### Provided material
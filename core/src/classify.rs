//! Classification of Sync API responses.
//!
//! # Design
//! The Sync API mixes transport-level success with operation-level failure: a
//! batch of commands can come back as HTTP 200 with some commands applied and
//! others rejected in `sync_status`. A 200 therefore only counts as success
//! once every `sync_status` entry is the literal `"ok"`.
//!
//! Non-200 statuses the API documents carry an error payload in the body and
//! map to an [`ErrorKind`]. Any other status is reported as `UNKNOWN_ERROR`
//! without looking at the body.
//!
//! `sync_status` is walked in key order. Which failing command is reported
//! when several fail is not meaningful; only that some failure is reported.

use serde_json::{Map, Value};

use crate::error::{ApiError, Error, ErrorKind, ErrorPayload, UNKNOWN_ERROR_TAG};
use crate::http::HttpResponse;

/// `sync_status` value of a command that was applied.
pub const SYNC_OK: &str = "ok";

const HTTP_OK: u16 = 200;

/// Decide whether a response is a success.
///
/// Returns [`Error::Api`] when the server reported an error and
/// [`Error::Decode`] when the body needed to make that decision is malformed.
pub fn check_response(response: &HttpResponse) -> Result<(), Error> {
    let status = response.status;
    let body = response.body.as_slice();

    if status == HTTP_OK {
        return check_sync_status(body);
    }

    match ErrorKind::from_status(status) {
        Some(kind) => {
            let payload: ErrorPayload = serde_json::from_slice(body).map_err(Error::Decode)?;
            Err(payload.into_api_error(kind, status, None).into())
        }
        None => Err(ApiError::unknown(status).into()),
    }
}

fn check_sync_status(body: &[u8]) -> Result<(), Error> {
    if is_blank(body) {
        return Ok(());
    }

    // Only an object carries `sync_status`; list endpoints answer with a bare
    // array.
    let envelope: Value = serde_json::from_slice(body).map_err(Error::Decode)?;
    let statuses = match envelope {
        Value::Object(mut fields) => match fields.remove("sync_status") {
            Some(Value::Object(statuses)) => statuses,
            _ => return Ok(()),
        },
        _ => return Ok(()),
    };

    let mut statuses: Vec<(String, Value)> = statuses.into_iter().collect();
    statuses.sort_by(|(a, _), (b, _)| a.cmp(b));
    for (command_id, result) in statuses {
        if result.as_str() == Some(SYNC_OK) {
            continue;
        }
        return Err(sync_error(command_id, result)?.into());
    }
    Ok(())
}

/// Build the error for a failed command. An object is the regular error
/// payload; anything else that is not `"ok"` is still a failure and is kept
/// verbatim as the message.
fn sync_error(command_id: String, result: Value) -> Result<ApiError, Error> {
    match result {
        Value::Object(_) => {
            let payload: ErrorPayload = serde_json::from_value(result).map_err(Error::Decode)?;
            Ok(payload.into_api_error(ErrorKind::Sync, HTTP_OK, Some(command_id)))
        }
        other => Ok(ApiError {
            kind: ErrorKind::Sync,
            tag: UNKNOWN_ERROR_TAG.to_string(),
            code: None,
            message: other.to_string(),
            http_code: HTTP_OK,
            extra: Map::new(),
            command_id: Some(command_id),
        }),
    }
}

pub(crate) fn is_blank(body: &[u8]) -> bool {
    body.iter().all(u8::is_ascii_whitespace)
}

#[cfg(test)]
mod tests {
    use super::*;

    fn response(status: u16, body: &str) -> HttpResponse {
        HttpResponse::new(status, body)
    }

    fn api_error(result: Result<(), Error>) -> ApiError {
        match result {
            Err(Error::Api(err)) => err,
            other => panic!("expected an API error, got {other:?}"),
        }
    }

    #[test]
    fn ok_without_sync_status_is_success() {
        let resp = response(200, r#"{"projects":[{"id":1,"name":"Inbox"}],"full_sync":true}"#);
        assert!(check_response(&resp).is_ok());
    }

    #[test]
    fn ok_with_unrelated_content_is_success() {
        assert!(check_response(&response(200, r#"{"test":"hi"}"#)).is_ok());
    }

    #[test]
    fn ok_with_empty_body_is_success() {
        assert!(check_response(&response(200, "")).is_ok());
        assert!(check_response(&response(200, "  \n")).is_ok());
    }

    #[test]
    fn ok_with_all_commands_ok_is_success() {
        let resp = response(200, r#"{"sync_status":{"a":"ok","b":"ok"}}"#);
        assert!(check_response(&resp).is_ok());
    }

    #[test]
    fn ok_with_empty_sync_status_is_success() {
        assert!(check_response(&response(200, r#"{"sync_status":{}}"#)).is_ok());
    }

    #[test]
    fn failed_command_becomes_sync_error() {
        let resp = response(
            200,
            r#"{
                "sync_status": {
                    "ed1ce597-e4c7-4a88-ba48-e048d827c067": "ok",
                    "bf1ce597-e4c7-4a88-ba48-e048d827c067": {
                        "error_code": 20,
                        "error": "Project not found",
                        "error_tag": "PROJECT_NOT_FOUND",
                        "http_code": 404,
                        "error_extra": {"event_id": "abc"}
                    }
                }
            }"#,
        );
        let err = api_error(check_response(&resp));
        assert_eq!(err.kind, ErrorKind::Sync);
        assert_eq!(
            err.command_id.as_deref(),
            Some("bf1ce597-e4c7-4a88-ba48-e048d827c067")
        );
        assert_eq!(err.tag, "PROJECT_NOT_FOUND");
        assert_eq!(err.code, Some(20));
        assert_eq!(err.message, "Project not found");
        assert_eq!(err.http_code, 404);
        assert_eq!(err.extra["event_id"], "abc");
    }

    #[test]
    fn one_of_several_failures_is_reported() {
        let resp = response(
            200,
            r#"{"sync_status":{"a":{"error_tag":"A"},"b":"ok","c":{"error_tag":"C"}}}"#,
        );
        let err = api_error(check_response(&resp));
        let id = err.command_id.clone().unwrap();
        assert!(id == "a" || id == "c");
        assert_eq!(err.tag, id.to_uppercase());
    }

    #[test]
    fn non_ok_string_is_a_failure() {
        let err = api_error(check_response(&response(200, r#"{"sync_status":{"a":"failed"}}"#)));
        assert_eq!(err.kind, ErrorKind::Sync);
        assert_eq!(err.tag, UNKNOWN_ERROR_TAG);
        assert_eq!(err.message, r#""failed""#);
        assert_eq!(err.http_code, 200);
    }

    #[test]
    fn array_status_is_a_failure() {
        let err = api_error(check_response(&response(200, r#"{"sync_status":{"a":["ok"]}}"#)));
        assert_eq!(err.command_id.as_deref(), Some("a"));
        assert_eq!(err.message, r#"["ok"]"#);
    }

    #[test]
    fn sync_error_without_http_code_defaults_to_ok_status() {
        let err = api_error(check_response(&response(
            200,
            r#"{"sync_status":{"a":{"error_tag":"INVALID_COMMAND","error":"Unknown command"}}}"#,
        )));
        assert_eq!(err.http_code, 200);
        assert_eq!(err.message, "Unknown command");
    }

    #[test]
    fn malformed_sync_error_payload_is_a_decode_error() {
        let resp = response(200, r#"{"sync_status":{"a":{"error_code":"not a number"}}}"#);
        assert!(matches!(check_response(&resp), Err(Error::Decode(_))));
    }

    #[test]
    fn ok_with_array_body_is_success() {
        assert!(check_response(&response(200, "[]")).is_ok());
        assert!(check_response(&response(200, r#"[{"id":3,"name":"Old"}]"#)).is_ok());
        assert!(check_response(&response(200, r#"[{"id":3},{"id":4}]"#)).is_ok());
    }

    #[test]
    fn non_object_sync_status_is_ignored() {
        assert!(check_response(&response(200, r#"{"sync_status":null}"#)).is_ok());
        assert!(check_response(&response(200, r#"{"sync_status":["x"]}"#)).is_ok());
    }

    #[test]
    fn ok_with_garbage_body_is_a_decode_error() {
        assert!(matches!(
            check_response(&response(200, "<html>")),
            Err(Error::Decode(_))
        ));
    }

    #[test]
    fn forbidden_carries_server_tag() {
        let resp = response(
            403,
            r#"{
                "error_tag": "AUTH_CSRF_ERROR",
                "error_code": 0,
                "http_code": 403,
                "error_extra": {"retry_after": 2, "access_type": "web_session"},
                "error": "AUTH_CSRF_ERROR"
            }"#,
        );
        let err = api_error(check_response(&resp));
        assert_eq!(err.kind, ErrorKind::Forbidden);
        assert_eq!(err.tag, "AUTH_CSRF_ERROR");
        assert_eq!(err.code, Some(0));
        assert_eq!(err.http_code, 403);
        assert_eq!(err.extra["access_type"], "web_session");
        assert_eq!(err.command_id, None);
    }

    #[test]
    fn documented_statuses_map_to_kinds() {
        let cases = [
            (400, ErrorKind::BadRequest),
            (401, ErrorKind::Unauthorized),
            (403, ErrorKind::Forbidden),
            (404, ErrorKind::NotFound),
            (429, ErrorKind::TooManyRequests),
            (500, ErrorKind::Internal),
            (503, ErrorKind::Unavailable),
        ];
        for (status, kind) in cases {
            let body = format!(r#"{{"error_tag":"TAG","error":"message","http_code":{status}}}"#);
            let err = api_error(check_response(&response(status, &body)));
            assert_eq!(err.kind, kind, "status {status}");
            assert_eq!(err.http_code, status);
        }
    }

    #[test]
    fn unknown_status_does_not_read_body() {
        let err = api_error(check_response(&response(418, "not json at all")));
        assert_eq!(err.kind, ErrorKind::Unknown);
        assert_eq!(err.tag, "UNKNOWN_ERROR");
        assert_eq!(err.message, "Unknown error occurred.");
        assert_eq!(err.http_code, 418);
        assert!(err.extra.is_empty());
    }

    #[test]
    fn truncated_error_body_is_a_decode_error() {
        assert!(matches!(
            check_response(&response(400, "{")),
            Err(Error::Decode(_))
        ));
    }

    #[test]
    fn empty_error_body_is_a_decode_error() {
        assert!(matches!(
            check_response(&response(500, "")),
            Err(Error::Decode(_))
        ));
    }
}
//! In-memory stand-in for the Todoist Sync API v8.
//!
//! Serves `POST /sync/v8/sync` and the `projects/get*` form endpoints with the
//! same envelope and error payload shapes as the real service. State lives in
//! memory for the lifetime of the router.

pub mod model;
pub mod store;

use std::collections::{BTreeMap, HashMap};
use std::sync::Arc;

use axum::{
    extract::State,
    http::StatusCode,
    response::{IntoResponse, Response},
    routing::post,
    Form, Json, Router,
};
use serde_json::{json, Map, Value};
use tokio::{net::TcpListener, sync::RwLock};
use tracing::debug;

use model::{ApiFailure, RawCommand};
use store::Store;

pub use model::{Item, Project, Section};

/// Resource types returned for `"all"`.
const RESOURCE_TYPES: [&str; 3] = ["projects", "sections", "items"];

const DEFAULT_ARCHIVED_LIMIT: usize = 500;

pub type Db = Arc<RwLock<Store>>;

#[derive(Clone)]
struct AppState {
    token: Arc<str>,
    db: Db,
}

type FormFields = HashMap<String, String>;

/// A failure of the whole request, answered with a non-200 status.
struct Rejection(ApiFailure);

impl IntoResponse for Rejection {
    fn into_response(self) -> Response {
        let status =
            StatusCode::from_u16(self.0.http_code).unwrap_or(StatusCode::INTERNAL_SERVER_ERROR);
        (status, Json(self.0.to_json())).into_response()
    }
}

impl From<ApiFailure> for Rejection {
    fn from(failure: ApiFailure) -> Self {
        Rejection(failure)
    }
}

pub fn app(token: impl Into<String>) -> Router {
    let state = AppState {
        token: Arc::from(token.into()),
        db: Db::default(),
    };
    Router::new()
        .route("/sync/v8/sync", post(sync))
        .route("/sync/v8/projects/get", post(get_project))
        .route("/sync/v8/projects/get_data", post(get_project_data))
        .route("/sync/v8/projects/get_archived", post(get_archived_projects))
        .with_state(state)
}

pub async fn run(listener: TcpListener, token: impl Into<String>) -> Result<(), std::io::Error> {
    axum::serve(listener, app(token)).await
}

fn authorize(state: &AppState, form: &FormFields) -> Result<(), Rejection> {
    match form.get("token").map(String::as_str) {
        None | Some("") => Err(Rejection(ApiFailure {
            tag: "AUTH_MISSING_TOKEN",
            code: 401,
            message: "Missing token".to_string(),
            http_code: 401,
        })),
        Some(token) if token != &*state.token => Err(Rejection(ApiFailure {
            tag: "AUTH_INVALID_TOKEN",
            code: 401,
            message: "Invalid token".to_string(),
            http_code: 403,
        })),
        Some(_) => Ok(()),
    }
}

/// A JSON-encoded form field, or `None` when absent.
fn json_field<T: serde::de::DeserializeOwned>(
    form: &FormFields,
    name: &str,
) -> Result<Option<T>, Rejection> {
    form.get(name)
        .map(|raw| {
            serde_json::from_str(raw).map_err(|err| {
                Rejection(ApiFailure::invalid_argument(format!(
                    "Invalid value for {name}: {err}"
                )))
            })
        })
        .transpose()
}

fn id_field(form: &FormFields, name: &str) -> Result<i64, Rejection> {
    form.get(name)
        .and_then(|raw| raw.parse().ok())
        .ok_or_else(|| Rejection(ApiFailure::invalid_argument(format!("Invalid {name}"))))
}

fn to_json<T: serde::Serialize>(value: T) -> Value {
    serde_json::to_value(value).unwrap_or(Value::Null)
}

async fn sync(
    State(state): State<AppState>,
    Form(form): Form<FormFields>,
) -> Result<Json<Value>, Rejection> {
    authorize(&state, &form)?;

    let resource_types: Vec<String> = json_field(&form, "resource_types")?.unwrap_or_default();
    let commands: Option<Vec<RawCommand>> = json_field(&form, "commands")?;
    let full_sync = form.get("sync_token").map_or(true, |token| token == "*");

    let mut store = state.db.write().await;

    let mut body = Map::new();
    if let Some(commands) = commands {
        let mut temp_id_mapping = BTreeMap::new();
        let mut sync_status = BTreeMap::new();
        for command in &commands {
            let status = match store.apply(command) {
                Ok(created) => {
                    if let (Some(id), Some(temp_id)) = (created, &command.temp_id) {
                        store.bind_temp_id(temp_id, id);
                        temp_id_mapping.insert(temp_id.clone(), id);
                    }
                    json!("ok")
                }
                Err(failure) => failure.to_json(),
            };
            debug!(command = %command.kind, uuid = %command.uuid, %status, "applied command");
            sync_status.insert(command.uuid.clone(), status);
        }
        body.insert("sync_status".into(), to_json(sync_status));
        body.insert("temp_id_mapping".into(), to_json(temp_id_mapping));
    } else {
        body.insert("temp_id_mapping".into(), json!({}));
    }

    let wants = |kind: &str| resource_types.iter().any(|t| t == kind || t == "all");
    for kind in RESOURCE_TYPES.into_iter().filter(|kind| wants(*kind)) {
        let collection = match kind {
            "projects" => to_json(store.live_projects().collect::<Vec<_>>()),
            "sections" => to_json(store.live_sections().collect::<Vec<_>>()),
            _ => to_json(store.live_items().collect::<Vec<_>>()),
        };
        body.insert(kind.into(), collection);
    }

    body.insert("sync_token".into(), json!(store.next_sync_token()));
    body.insert("full_sync".into(), json!(full_sync));
    Ok(Json(Value::Object(body)))
}

async fn get_project(
    State(state): State<AppState>,
    Form(form): Form<FormFields>,
) -> Result<Json<Value>, Rejection> {
    authorize(&state, &form)?;
    let project_id = id_field(&form, "project_id")?;

    let store = state.db.read().await;
    let project = store
        .project(project_id)
        .ok_or_else(|| ApiFailure::not_found("PROJECT_NOT_FOUND", "Project not found"))?;
    Ok(Json(json!({ "project": project, "notes": [] })))
}

async fn get_project_data(
    State(state): State<AppState>,
    Form(form): Form<FormFields>,
) -> Result<Json<Value>, Rejection> {
    authorize(&state, &form)?;
    let project_id = id_field(&form, "project_id")?;

    let store = state.db.read().await;
    let project = store
        .project(project_id)
        .ok_or_else(|| ApiFailure::not_found("PROJECT_NOT_FOUND", "Project not found"))?;
    let sections: Vec<_> = store
        .live_sections()
        .filter(|s| s.project_id == project_id)
        .collect();
    let items: Vec<_> = store
        .live_items()
        .filter(|i| i.project_id == project_id)
        .collect();
    Ok(Json(json!({
        "project": project,
        "project_notes": [],
        "sections": sections,
        "items": items,
    })))
}

async fn get_archived_projects(
    State(state): State<AppState>,
    Form(form): Form<FormFields>,
) -> Result<Json<Value>, Rejection> {
    authorize(&state, &form)?;
    let limit = match form.get("limit") {
        Some(raw) => match raw.parse::<usize>() {
            Ok(limit) if (1..=DEFAULT_ARCHIVED_LIMIT).contains(&limit) => limit,
            _ => return Err(ApiFailure::invalid_argument("Invalid limit").into()),
        },
        None => DEFAULT_ARCHIVED_LIMIT,
    };
    let offset = match form.get("offset") {
        Some(raw) => raw
            .parse::<usize>()
            .map_err(|_| ApiFailure::invalid_argument("Invalid offset"))?,
        None => 0,
    };

    let store = state.db.read().await;
    let page: Vec<_> = store.archived_projects().skip(offset).take(limit).collect();
    Ok(Json(to_json(page)))
}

### Task to carry out
If a line above holds the string "Option", copy it out.

### Your solution
) -> Result<Option<T>, Rejection> {
    let commands: Option<Vec<RawCommand>> = json_field(&form, "commands")?;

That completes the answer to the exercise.